Town Planner Tim Thompson said Wednesday that there were no outstanding checklist items, and staff recommended accepting the application as complete on the condition that conservation overlay boundary marks be
 placed on the property, among other things.
The Planning Board voted unanimously this week to grant a conditional use permit, though the public hearing was continued to the April 13 meeting, which Thompson noted was necessary due to the ambitious nature of the project.
“This is a very good example of what the conservation subdivision
 ordinance was designed to provide for us,” he added, noting a full traffic study had been conducted of the entire build-out.

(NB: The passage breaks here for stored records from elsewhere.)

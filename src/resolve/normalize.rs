//! URL validation and normalization utilities.

use log::warn;
use url::Url;

use crate::config::MAX_URL_LENGTH;

/// Prepares caller input for the pipeline.
///
/// Trims whitespace, rejects input longer than `MAX_URL_LENGTH`, adds an
/// `http://` prefix when no scheme is given, then normalizes.
pub fn prepare_url(raw: &str) -> Option<String> {
    let trimmed = raw.trim();
    if trimmed.is_empty() {
        return None;
    }
    if trimmed.len() > MAX_URL_LENGTH {
        warn!(
            "Skipping URL exceeding maximum length ({} > {}): {}...",
            trimmed.len(),
            MAX_URL_LENGTH,
            trimmed.chars().take(50).collect::<String>()
        );
        return None;
    }

    let with_scheme = if trimmed.contains("://") {
        trimmed.to_string()
    } else {
        format!("http://{trimmed}")
    };

    normalize_url(&with_scheme)
}

/// Canonicalizes a URL so string comparisons and feed construction are stable.
///
/// Scheme and host are lower-cased, default ports are dropped, a bare host
/// gets a single `/` path and the fragment is removed. Returns `None` for
/// unparsable URLs and for schemes other than http/https.
///
/// Normalizing an already normalized URL returns it unchanged.
pub fn normalize_url(url: &str) -> Option<String> {
    let mut parsed = match Url::parse(url) {
        Ok(parsed) => parsed,
        Err(e) => {
            warn!("Skipping invalid URL {}: {}", url, e);
            return None;
        }
    };

    match parsed.scheme() {
        "http" | "https" => {}
        other => {
            warn!("Skipping unsupported scheme '{}' for URL: {}", other, url);
            return None;
        }
    }
    if parsed.host_str().is_none() {
        warn!("Skipping URL without host: {}", url);
        return None;
    }

    parsed.set_fragment(None);
    Some(parsed.to_string())
}

/// Returns `true` when two URLs point at different hosts or schemes.
pub fn is_cross_origin(requested: &str, served: &str) -> bool {
    match (Url::parse(requested), Url::parse(served)) {
        (Ok(a), Ok(b)) => a.origin() != b.origin(),
        _ => requested != served,
    }
}
//! HTTP service for portal clients.
//!
//! Provides three endpoints:
//! - `POST /` - form field `url`, answers with the detection report or `{}`
//! - `POST /{url}` - same as above; the path segment is ignored
//! - `GET /status` - JSON processing counters

mod handlers;
mod types;

use axum::routing::{get, post};
use axum::Router;

use handlers::{detect_handler, detect_with_path_handler, status_handler};
pub use types::{Counts, DetectForm, ServerState, StatusResponse};

/// Builds the service router.
pub fn router(state: ServerState) -> Router {
    Router::new()
        .route("/", post(detect_handler))
        .route("/status", get(status_handler))
        .route("/{url}", post(detect_with_path_handler))
        .with_state(state)
}

/// Binds `127.0.0.1:port` and serves until the process stops.
pub async fn start_server(port: u16, state: ServerState) -> Result<(), anyhow::Error> {
    let listener = tokio::net::TcpListener::bind(format!("127.0.0.1:{}", port))
        .await
        .map_err(|e| anyhow::anyhow!("Failed to bind portal service to port {}: {}", port, e))?;

    log::info!("Portal service listening on http://127.0.0.1:{}/", port);
    log::info!("  - Detect: POST http://127.0.0.1:{}/ (form field 'url')", port);
    log::info!("  - Status: GET http://127.0.0.1:{}/status", port);

    axum::serve(listener, router(state))
        .await
        .map_err(|e| anyhow::anyhow!("Portal service error: {}", e))?;

    Ok(())
}
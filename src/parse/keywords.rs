//! Keyword extraction.
//!
//! Candidate search keywords come from the page's meta description or, when
//! there is none, its title.

use scraper::{Html, Selector};
use std::sync::LazyLock;

use crate::config::KeywordOptions;
use crate::error_handling::{ProcessingStats, WarningType};
use crate::utils::parse_selector_with_fallback;

static META_DESCRIPTION_SELECTOR: LazyLock<Selector> = LazyLock::new(|| {
    parse_selector_with_fallback(
        "meta[name='description'][content]",
        "meta description extraction",
    )
});

static TITLE_SELECTOR: LazyLock<Selector> =
    LazyLock::new(|| parse_selector_with_fallback("title", "title extraction"));

/// Returns the `content` of the first `<meta name="description">` tag, if any.
///
/// An empty description still counts as present.
fn extract_meta_description(document: &Html, stats: &ProcessingStats) -> Option<String> {
    let description = document
        .select(&META_DESCRIPTION_SELECTOR)
        .next()
        .and_then(|element| element.value().attr("content"))
        .map(str::to_string);

    if description.is_none() {
        stats.increment_warning(WarningType::MissingMetaDescription);
    }
    description
}

/// Returns the text of the first `<title>` element, if it has any.
fn extract_title(document: &Html, stats: &ProcessingStats) -> Option<String> {
    let title = document
        .select(&TITLE_SELECTOR)
        .next()
        .map(|element| element.text().collect::<String>())
        .filter(|title| !title.is_empty());

    if title.is_none() {
        log::debug!("No title element found in document");
        stats.increment_warning(WarningType::MissingTitle);
    }
    title
}

/// Extracts up to `options.count` keywords from a page.
///
/// Words come from the first meta description (commas removed) or, if the page
/// has no description tag at all, from the title. Text is split on single
/// spaces and only words of at least `options.min_len` characters are kept,
/// in document order.
pub fn extract_keywords(
    content: &str,
    options: &KeywordOptions,
    stats: &ProcessingStats,
) -> Vec<String> {
    let document = Html::parse_document(content);

    let source = match extract_meta_description(&document, stats) {
        Some(description) => Some(description.replace(',', "")),
        None => extract_title(&document, stats),
    };

    let keywords: Vec<String> = source
        .as_deref()
        .map(|text| select_keywords(text.split(' '), options))
        .unwrap_or_default();

    if keywords.is_empty() {
        stats.increment_warning(WarningType::NoKeywords);
    }
    keywords
}

fn select_keywords<'a>(
    words: impl Iterator<Item = &'a str>,
    options: &KeywordOptions,
) -> Vec<String> {
    words
        .filter(|word| word.chars().count() >= options.min_len)
        .take(options.count)
        .map(str::to_string)
        .collect()
}
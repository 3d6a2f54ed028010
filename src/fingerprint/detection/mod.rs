//! Ruleset-backed technology detection.
//!
//! `RulesetMatcher` compiles a Wappalyzer-format `Ruleset` once and matches it
//! against pages. Checks run stage by stage in a fixed order (URL, headers,
//! meta, script sources, HTML); a technology is reported once, with the
//! provenance of the earliest stage that matched it.

mod body;
mod headers;
mod utils;

use reqwest::header::HeaderMap;
use scraper::Html;
use std::collections::{BTreeMap, BTreeSet, HashMap, HashSet, VecDeque};
use std::path::Path;

use crate::error_handling::RulesetError;
use crate::fingerprint::models::{Finding, Provenance, Ruleset, Technology};
use crate::fingerprint::patterns::{Pattern, PatternMatch};
use crate::fingerprint::ruleset::load_ruleset;
use crate::fingerprint::SignatureMatcher;

use body::{check_html, check_meta, check_scripts, check_url};
use headers::check_headers;
use utils::{extract_meta_tags, extract_script_sources, normalize_headers_to_map};

/// Stages in match order.
const STAGES: [Provenance; 5] = [
    Provenance::Url,
    Provenance::Headers,
    Provenance::Meta,
    Provenance::Script,
    Provenance::Html,
];

/// A technology with its patterns compiled and its categories resolved.
#[derive(Debug, Clone)]
pub(crate) struct CompiledTechnology {
    name: String,
    kind: String,
    categories: BTreeSet<String>,
    headers: Vec<(String, Vec<Pattern>)>,
    meta: Vec<(String, Vec<Pattern>)>,
    script: Vec<Pattern>,
    html: Vec<Pattern>,
    url: Vec<Pattern>,
    implies: Vec<String>,
    excludes: Vec<String>,
}

impl CompiledTechnology {
    fn compile(name: &str, tech: &Technology, categories: &HashMap<u32, String>) -> Self {
        let category_names: Vec<&String> =
            tech.cats.iter().filter_map(|id| categories.get(id)).collect();
        let kind = category_names
            .iter()
            .map(|name| category_tag(name))
            .collect::<Vec<_>>()
            .join(",");

        let mut headers: Vec<(String, Vec<Pattern>)> = tech
            .headers
            .iter()
            .map(|(header, raw)| (header.to_lowercase(), compile_all([raw.as_str()])))
            .filter(|(_, patterns)| !patterns.is_empty())
            .collect();
        headers.sort_by(|a, b| a.0.cmp(&b.0));

        let mut meta: Vec<(String, Vec<Pattern>)> = tech
            .meta
            .iter()
            .map(|(key, raws)| (key.to_lowercase(), compile_all(raws.iter().map(String::as_str))))
            .filter(|(_, patterns)| !patterns.is_empty())
            .collect();
        meta.sort_by(|a, b| a.0.cmp(&b.0));

        Self {
            name: name.to_string(),
            kind,
            categories: category_names.into_iter().cloned().collect(),
            headers,
            meta,
            script: compile_all(tech.script.iter().map(String::as_str)),
            html: compile_all(tech.html.iter().map(String::as_str)),
            url: compile_all(tech.url.iter().map(String::as_str)),
            implies: tech.implies.iter().map(|raw| strip_tags(raw)).collect(),
            excludes: tech.excludes.iter().map(|raw| strip_tags(raw)).collect(),
        }
    }

    fn check(&self, stage: Provenance, page: &PageData<'_>) -> PatternMatch {
        match stage {
            Provenance::Url => check_url(self, page.url),
            Provenance::Headers => check_headers(self, &page.headers),
            Provenance::Meta => check_meta(self, &page.meta_tags),
            Provenance::Script => check_scripts(self, &page.script_sources),
            Provenance::Html => check_html(self, page.html),
            Provenance::Implied => PatternMatch::default(),
        }
    }

    fn finding(&self, provenance: Provenance) -> Finding {
        Finding::new(&self.name, &self.kind, provenance)
    }
}

/// Everything the stages look at, extracted once per page.
struct PageData<'a> {
    url: &'a str,
    html: &'a str,
    headers: HashMap<String, String>,
    meta_tags: HashMap<String, Vec<String>>,
    script_sources: Vec<String>,
}

impl<'a> PageData<'a> {
    fn extract(content: &'a str, headers: &HeaderMap, url: &'a str) -> Self {
        let document = Html::parse_document(content);
        Self {
            url,
            html: content,
            headers: normalize_headers_to_map(headers),
            meta_tags: extract_meta_tags(&document),
            script_sources: extract_script_sources(&document),
        }
    }
}

/// Lowercases a category name and replaces spaces with `-` (`Page builders` -> `page-builders`).
fn category_tag(name: &str) -> String {
    name.to_lowercase().replace(' ', "-")
}

/// Drops `\;confidence:..` style tags from an implies/excludes entry.
fn strip_tags(raw: &str) -> String {
    raw.split("\\;").next().unwrap_or_default().trim().to_string()
}

fn compile_all<'a>(raws: impl IntoIterator<Item = &'a str>) -> Vec<Pattern> {
    raws.into_iter().filter_map(Pattern::parse).collect()
}

/// Signature matcher backed by a Wappalyzer-format ruleset.
#[derive(Debug, Clone)]
pub struct RulesetMatcher {
    technologies: BTreeMap<String, CompiledTechnology>,
}

impl RulesetMatcher {
    /// Compiles every technology in `ruleset`. Patterns that fail to compile are dropped.
    pub fn new(ruleset: &Ruleset) -> Self {
        let technologies = ruleset
            .technologies
            .iter()
            .map(|(name, tech)| {
                (
                    name.clone(),
                    CompiledTechnology::compile(name, tech, &ruleset.categories),
                )
            })
            .collect();
        Self { technologies }
    }

    /// Loads a ruleset from a JSON file or directory and compiles it.
    ///
    /// # Errors
    ///
    /// Returns `RulesetError` if the ruleset cannot be read or parsed.
    pub async fn from_path(path: &Path) -> Result<Self, RulesetError> {
        let ruleset = load_ruleset(path).await?;
        Ok(Self::new(&ruleset))
    }

    /// Number of technologies in the compiled ruleset.
    pub fn len(&self) -> usize {
        self.technologies.len()
    }

    pub fn is_empty(&self) -> bool {
        self.technologies.is_empty()
    }
}

impl SignatureMatcher for RulesetMatcher {
    fn match_page(&self, content: &str, headers: &HeaderMap, url: &str) -> Vec<Finding> {
        let page = PageData::extract(content, headers, url);

        let mut findings: Vec<Finding> = Vec::new();
        let mut positions: HashMap<&str, usize> = HashMap::new();

        for stage in STAGES {
            for (name, tech) in &self.technologies {
                let result = tech.check(stage, &page);
                if !result.matched {
                    continue;
                }
                match positions.get(name.as_str()) {
                    Some(&index) => {
                        // Already found earlier; a later stage may still supply the version
                        if findings[index].version.is_none() {
                            findings[index].version = result.version;
                        }
                    }
                    None => {
                        log::debug!("Detected {} via {} on {}", name, stage, url);
                        positions.insert(name.as_str(), findings.len());
                        findings.push(tech.finding(stage).with_version(result.version));
                    }
                }
            }
        }

        findings
    }

    fn implied_by(&self, finding: &Finding) -> Vec<Finding> {
        let Some(start) = self.technologies.get(&finding.app) else {
            return Vec::new();
        };

        let mut seen: HashSet<&str> = HashSet::from([start.name.as_str()]);
        let mut queue: VecDeque<&CompiledTechnology> = VecDeque::from([start]);
        let mut implied = Vec::new();

        while let Some(tech) = queue.pop_front() {
            for name in &tech.implies {
                let Some(next) = self.technologies.get(name) else {
                    log::debug!("{} implies unknown technology {}", tech.name, name);
                    continue;
                };
                if seen.insert(next.name.as_str()) {
                    implied.push(next.finding(Provenance::Implied));
                    queue.push_back(next);
                }
            }
        }

        implied
    }

    fn excluded_by(&self, finding: &Finding) -> Vec<String> {
        self.technologies
            .get(&finding.app)
            .map(|tech| tech.excludes.clone())
            .unwrap_or_default()
    }

    fn categories_of(&self, finding: &Finding) -> BTreeSet<String> {
        self.technologies
            .get(&finding.app)
            .map(|tech| tech.categories.clone())
            .unwrap_or_default()
    }
}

“We’ve come to the conclusion the initial phase doesn’t require off-site improvements, though some improvements would likely be needed for fu
ture phases,” Thompson said. 

Chinberg, who has been building in the Granite State since 1987, said the conservation subdivision plan would incorporate single-family homes with designated open space areas. The proposed homes would be fashioned in bungalow- style and would be economical and energy efficient. Developers previously noted the homes are expected to be priced within a relatively reasonable range, estimated to be from $209,000 to $299,000. 
The overall site would boast three areas of open space, including a 35-acre central valley area. Total open space acreage would be 102 acres, which at 48 percent of the site’s acreage would exceed Londonderry’s 40 percent minimum requirement for open space in a conservation subdivision. 
Approved by the Town Council in October 2009, Londonderry’s conservation subdivision ordinance, which encourages more open space and fewer paved areas, was written by a former planning department intern and took several years to conceptualize. Unlike a conventional subdivision, a conservation subdivision has significantly more open space. In addition, parcels of land greater than 20 acres that are located within 100 feet of existing conservation land would be subject to mandatory standards. As an incentive to developers, the ordinance also permits a 5 percent tax bonus to be given for public pedestrian access, while a 10 percent bonus may be granted for protecting view sheds. However, total tax bonuses would be capped at 20 percent, Thompson previously noted, and such parcels are still subject to residential phasing.